Locate each line below that includes "Sized" and reproduce it.

(Dataset excerpts)
=== Begin Enclosure ===

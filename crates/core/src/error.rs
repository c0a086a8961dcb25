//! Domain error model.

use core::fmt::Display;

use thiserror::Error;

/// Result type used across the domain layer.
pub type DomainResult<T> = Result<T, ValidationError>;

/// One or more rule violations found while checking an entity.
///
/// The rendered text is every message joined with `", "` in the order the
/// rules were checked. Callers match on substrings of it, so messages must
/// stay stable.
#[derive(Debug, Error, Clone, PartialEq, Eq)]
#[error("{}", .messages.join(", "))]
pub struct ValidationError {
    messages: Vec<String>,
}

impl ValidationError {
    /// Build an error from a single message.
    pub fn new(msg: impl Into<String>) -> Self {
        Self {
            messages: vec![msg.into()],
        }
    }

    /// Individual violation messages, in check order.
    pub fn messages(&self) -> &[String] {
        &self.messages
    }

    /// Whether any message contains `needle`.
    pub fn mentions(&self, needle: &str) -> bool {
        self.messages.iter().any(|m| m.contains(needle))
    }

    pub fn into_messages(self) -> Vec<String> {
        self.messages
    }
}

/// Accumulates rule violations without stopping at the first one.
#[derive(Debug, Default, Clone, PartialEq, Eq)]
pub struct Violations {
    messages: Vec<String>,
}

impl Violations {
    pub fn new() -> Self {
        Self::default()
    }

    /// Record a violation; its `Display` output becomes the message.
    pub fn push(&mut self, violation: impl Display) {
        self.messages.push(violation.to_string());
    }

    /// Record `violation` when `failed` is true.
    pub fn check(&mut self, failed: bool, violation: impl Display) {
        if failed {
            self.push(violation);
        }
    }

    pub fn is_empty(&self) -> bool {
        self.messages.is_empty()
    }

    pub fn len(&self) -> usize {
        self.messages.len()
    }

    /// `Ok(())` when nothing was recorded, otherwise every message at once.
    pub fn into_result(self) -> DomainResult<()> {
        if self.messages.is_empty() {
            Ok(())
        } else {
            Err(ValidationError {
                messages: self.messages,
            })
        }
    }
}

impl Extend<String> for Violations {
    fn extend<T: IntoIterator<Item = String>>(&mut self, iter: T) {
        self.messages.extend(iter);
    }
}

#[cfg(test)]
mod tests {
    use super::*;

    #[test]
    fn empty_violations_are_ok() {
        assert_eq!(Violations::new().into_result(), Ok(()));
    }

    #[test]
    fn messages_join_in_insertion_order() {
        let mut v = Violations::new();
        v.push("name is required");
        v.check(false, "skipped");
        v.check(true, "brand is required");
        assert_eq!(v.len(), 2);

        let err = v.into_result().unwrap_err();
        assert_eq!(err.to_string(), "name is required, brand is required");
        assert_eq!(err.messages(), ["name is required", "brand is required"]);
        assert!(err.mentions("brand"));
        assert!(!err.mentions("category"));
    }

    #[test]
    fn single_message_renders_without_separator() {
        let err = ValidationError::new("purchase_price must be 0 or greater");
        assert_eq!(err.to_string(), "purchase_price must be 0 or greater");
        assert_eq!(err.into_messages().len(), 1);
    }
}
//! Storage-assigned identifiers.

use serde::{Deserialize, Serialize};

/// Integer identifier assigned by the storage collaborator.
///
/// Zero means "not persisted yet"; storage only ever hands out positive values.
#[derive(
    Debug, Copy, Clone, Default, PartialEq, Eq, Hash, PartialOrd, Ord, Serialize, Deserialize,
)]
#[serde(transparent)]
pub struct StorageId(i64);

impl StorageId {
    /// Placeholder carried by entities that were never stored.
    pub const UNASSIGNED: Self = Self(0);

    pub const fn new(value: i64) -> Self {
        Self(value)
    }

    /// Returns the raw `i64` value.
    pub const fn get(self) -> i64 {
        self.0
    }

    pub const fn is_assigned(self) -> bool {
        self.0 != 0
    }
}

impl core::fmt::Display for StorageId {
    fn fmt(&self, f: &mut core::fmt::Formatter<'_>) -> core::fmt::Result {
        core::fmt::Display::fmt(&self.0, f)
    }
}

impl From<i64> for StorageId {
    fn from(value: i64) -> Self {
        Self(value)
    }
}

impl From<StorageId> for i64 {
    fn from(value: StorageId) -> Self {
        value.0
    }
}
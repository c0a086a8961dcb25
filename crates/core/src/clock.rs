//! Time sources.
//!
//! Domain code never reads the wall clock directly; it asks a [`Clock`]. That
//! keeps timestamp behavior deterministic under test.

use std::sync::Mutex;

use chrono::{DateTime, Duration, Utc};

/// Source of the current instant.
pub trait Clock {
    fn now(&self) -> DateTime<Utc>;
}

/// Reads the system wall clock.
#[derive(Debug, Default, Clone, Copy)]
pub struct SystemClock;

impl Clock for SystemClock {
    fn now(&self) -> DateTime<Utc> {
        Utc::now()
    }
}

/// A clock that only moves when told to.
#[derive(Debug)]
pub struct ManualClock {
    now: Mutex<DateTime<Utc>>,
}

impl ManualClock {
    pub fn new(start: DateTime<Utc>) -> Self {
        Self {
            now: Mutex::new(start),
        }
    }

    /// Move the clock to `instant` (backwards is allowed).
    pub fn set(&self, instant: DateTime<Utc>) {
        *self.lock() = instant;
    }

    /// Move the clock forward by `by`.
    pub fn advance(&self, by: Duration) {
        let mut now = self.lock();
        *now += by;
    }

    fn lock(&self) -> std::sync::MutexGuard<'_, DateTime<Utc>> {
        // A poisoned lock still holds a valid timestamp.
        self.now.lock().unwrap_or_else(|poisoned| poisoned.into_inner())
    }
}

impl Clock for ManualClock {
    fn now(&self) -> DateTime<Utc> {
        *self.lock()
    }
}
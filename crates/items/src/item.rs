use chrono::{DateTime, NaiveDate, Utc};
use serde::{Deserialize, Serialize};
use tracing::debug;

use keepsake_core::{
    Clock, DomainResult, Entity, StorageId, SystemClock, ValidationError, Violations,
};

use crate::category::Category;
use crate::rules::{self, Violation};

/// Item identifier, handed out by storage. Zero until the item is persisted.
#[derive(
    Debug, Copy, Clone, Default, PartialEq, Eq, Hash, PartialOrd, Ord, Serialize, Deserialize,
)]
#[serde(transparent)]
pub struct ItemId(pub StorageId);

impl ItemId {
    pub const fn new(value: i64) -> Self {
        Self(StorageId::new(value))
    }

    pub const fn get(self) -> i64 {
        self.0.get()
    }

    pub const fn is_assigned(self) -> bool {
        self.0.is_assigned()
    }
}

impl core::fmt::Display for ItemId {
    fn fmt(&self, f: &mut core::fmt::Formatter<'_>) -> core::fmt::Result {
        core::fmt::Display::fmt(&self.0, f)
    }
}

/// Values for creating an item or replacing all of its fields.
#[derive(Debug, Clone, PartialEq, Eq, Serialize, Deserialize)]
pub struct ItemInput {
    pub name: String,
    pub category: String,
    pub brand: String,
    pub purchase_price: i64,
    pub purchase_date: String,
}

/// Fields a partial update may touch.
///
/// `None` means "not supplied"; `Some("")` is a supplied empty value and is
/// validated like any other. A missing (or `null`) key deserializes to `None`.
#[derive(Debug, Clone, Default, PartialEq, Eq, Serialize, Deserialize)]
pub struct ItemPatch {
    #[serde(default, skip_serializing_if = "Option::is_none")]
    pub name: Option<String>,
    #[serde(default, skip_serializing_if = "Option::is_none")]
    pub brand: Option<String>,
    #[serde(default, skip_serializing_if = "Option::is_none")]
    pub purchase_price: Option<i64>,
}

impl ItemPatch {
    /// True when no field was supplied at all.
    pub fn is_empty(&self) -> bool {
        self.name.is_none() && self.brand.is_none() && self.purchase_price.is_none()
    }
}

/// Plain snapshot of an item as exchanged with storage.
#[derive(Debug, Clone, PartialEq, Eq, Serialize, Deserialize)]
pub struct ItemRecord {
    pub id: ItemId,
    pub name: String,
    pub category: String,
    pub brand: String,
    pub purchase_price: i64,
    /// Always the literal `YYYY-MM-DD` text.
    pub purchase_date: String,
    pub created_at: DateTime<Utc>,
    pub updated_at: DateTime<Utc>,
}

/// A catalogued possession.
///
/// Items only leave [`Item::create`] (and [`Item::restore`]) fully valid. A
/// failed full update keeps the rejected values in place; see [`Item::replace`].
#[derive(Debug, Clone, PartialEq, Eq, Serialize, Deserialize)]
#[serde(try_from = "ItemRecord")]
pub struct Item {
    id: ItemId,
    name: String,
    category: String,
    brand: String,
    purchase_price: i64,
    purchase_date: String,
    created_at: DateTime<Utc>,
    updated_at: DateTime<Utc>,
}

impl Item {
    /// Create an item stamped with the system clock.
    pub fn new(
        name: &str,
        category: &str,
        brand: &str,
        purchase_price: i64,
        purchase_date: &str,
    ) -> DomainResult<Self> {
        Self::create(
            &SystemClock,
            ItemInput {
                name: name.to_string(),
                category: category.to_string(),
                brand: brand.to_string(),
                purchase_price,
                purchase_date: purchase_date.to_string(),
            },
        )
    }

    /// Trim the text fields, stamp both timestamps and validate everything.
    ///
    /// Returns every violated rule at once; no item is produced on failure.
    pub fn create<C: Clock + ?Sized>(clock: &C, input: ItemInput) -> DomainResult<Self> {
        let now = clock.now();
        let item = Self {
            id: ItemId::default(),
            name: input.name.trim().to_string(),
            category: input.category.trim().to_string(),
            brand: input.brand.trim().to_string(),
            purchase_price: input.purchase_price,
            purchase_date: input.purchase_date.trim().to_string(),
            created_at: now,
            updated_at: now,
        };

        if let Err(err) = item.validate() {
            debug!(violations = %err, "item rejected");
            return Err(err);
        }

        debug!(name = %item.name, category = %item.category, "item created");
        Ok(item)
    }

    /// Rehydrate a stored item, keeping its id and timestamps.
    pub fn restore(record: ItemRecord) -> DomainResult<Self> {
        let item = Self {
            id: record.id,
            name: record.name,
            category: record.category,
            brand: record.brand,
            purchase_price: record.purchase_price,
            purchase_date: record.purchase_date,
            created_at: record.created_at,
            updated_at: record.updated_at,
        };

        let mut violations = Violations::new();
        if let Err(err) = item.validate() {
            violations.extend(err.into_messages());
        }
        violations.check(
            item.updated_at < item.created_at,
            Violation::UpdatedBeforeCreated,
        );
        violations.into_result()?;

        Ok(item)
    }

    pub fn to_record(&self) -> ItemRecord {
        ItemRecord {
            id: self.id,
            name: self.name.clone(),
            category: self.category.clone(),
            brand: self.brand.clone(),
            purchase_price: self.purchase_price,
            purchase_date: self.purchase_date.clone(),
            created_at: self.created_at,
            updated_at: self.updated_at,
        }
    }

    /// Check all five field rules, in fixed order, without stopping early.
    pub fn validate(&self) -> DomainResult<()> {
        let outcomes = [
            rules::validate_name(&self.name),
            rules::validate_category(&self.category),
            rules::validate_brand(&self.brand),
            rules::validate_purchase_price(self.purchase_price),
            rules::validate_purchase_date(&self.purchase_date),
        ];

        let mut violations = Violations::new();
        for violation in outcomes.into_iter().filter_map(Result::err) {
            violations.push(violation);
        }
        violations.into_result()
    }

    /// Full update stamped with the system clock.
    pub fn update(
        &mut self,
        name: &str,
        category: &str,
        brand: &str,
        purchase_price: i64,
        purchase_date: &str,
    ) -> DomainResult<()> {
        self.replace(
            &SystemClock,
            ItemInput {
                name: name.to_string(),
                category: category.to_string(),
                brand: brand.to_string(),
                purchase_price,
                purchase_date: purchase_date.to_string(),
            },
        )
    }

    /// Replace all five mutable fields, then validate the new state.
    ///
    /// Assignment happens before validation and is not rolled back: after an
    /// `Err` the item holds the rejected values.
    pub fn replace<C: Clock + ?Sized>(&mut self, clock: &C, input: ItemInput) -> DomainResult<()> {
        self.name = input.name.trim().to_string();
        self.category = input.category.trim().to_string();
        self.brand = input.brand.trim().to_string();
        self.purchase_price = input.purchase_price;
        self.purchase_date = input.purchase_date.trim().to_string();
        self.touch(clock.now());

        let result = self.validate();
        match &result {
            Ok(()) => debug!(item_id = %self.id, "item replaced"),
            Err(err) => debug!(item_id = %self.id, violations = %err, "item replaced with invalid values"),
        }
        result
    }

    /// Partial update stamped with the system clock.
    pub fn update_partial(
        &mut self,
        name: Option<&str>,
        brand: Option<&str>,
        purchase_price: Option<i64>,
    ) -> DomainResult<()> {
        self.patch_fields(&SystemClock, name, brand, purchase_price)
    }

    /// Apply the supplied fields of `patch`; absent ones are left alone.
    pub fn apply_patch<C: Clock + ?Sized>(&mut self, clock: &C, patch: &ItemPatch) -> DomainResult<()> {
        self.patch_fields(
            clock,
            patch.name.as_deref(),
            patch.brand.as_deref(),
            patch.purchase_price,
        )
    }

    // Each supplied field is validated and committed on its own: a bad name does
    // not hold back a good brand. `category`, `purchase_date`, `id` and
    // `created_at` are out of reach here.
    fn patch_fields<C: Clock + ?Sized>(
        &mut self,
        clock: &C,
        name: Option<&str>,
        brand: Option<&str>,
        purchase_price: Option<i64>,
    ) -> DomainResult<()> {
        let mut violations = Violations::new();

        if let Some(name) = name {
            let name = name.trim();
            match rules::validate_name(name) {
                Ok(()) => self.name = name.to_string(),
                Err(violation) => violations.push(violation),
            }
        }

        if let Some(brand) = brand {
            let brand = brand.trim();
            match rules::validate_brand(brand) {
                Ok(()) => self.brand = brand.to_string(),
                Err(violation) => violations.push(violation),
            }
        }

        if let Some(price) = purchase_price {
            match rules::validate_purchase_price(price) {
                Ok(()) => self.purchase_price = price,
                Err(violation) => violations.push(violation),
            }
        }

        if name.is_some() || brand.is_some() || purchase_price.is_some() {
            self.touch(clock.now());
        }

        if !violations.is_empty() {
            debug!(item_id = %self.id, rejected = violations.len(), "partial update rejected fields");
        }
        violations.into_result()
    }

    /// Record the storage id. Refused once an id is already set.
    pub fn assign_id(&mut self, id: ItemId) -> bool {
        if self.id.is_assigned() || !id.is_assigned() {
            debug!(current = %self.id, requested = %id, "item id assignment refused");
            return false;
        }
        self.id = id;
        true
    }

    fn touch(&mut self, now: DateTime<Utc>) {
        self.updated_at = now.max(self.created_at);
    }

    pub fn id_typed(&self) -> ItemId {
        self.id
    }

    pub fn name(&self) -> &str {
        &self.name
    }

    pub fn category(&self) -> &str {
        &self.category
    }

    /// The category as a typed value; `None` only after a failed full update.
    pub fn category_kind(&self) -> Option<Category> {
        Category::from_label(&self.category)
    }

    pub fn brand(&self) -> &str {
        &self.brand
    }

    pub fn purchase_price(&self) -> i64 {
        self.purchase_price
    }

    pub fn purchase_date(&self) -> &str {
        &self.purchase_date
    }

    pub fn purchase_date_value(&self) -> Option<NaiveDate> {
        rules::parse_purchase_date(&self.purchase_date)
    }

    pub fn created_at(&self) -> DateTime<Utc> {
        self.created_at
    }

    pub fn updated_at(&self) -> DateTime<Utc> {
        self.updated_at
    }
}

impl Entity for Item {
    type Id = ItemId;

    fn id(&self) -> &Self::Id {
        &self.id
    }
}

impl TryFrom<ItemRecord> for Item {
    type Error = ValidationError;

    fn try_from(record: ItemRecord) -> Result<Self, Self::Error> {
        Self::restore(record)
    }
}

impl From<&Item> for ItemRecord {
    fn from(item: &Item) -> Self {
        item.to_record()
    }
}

=== End Enclosure ===

* Exercise answer:
    pub fn create<C: Clock + ?Sized>(clock: &C, input: ItemInput) -> DomainResult<Self> {
    pub fn replace<C: Clock + ?Sized>(&mut self, clock: &C, input: ItemInput) -> DomainResult<()> {
    pub fn apply_patch<C: Clock + ?Sized>(&mut self, clock: &C, patch: &ItemPatch) -> DomainResult<()> {
    fn patch_fields<C: Clock + ?Sized>(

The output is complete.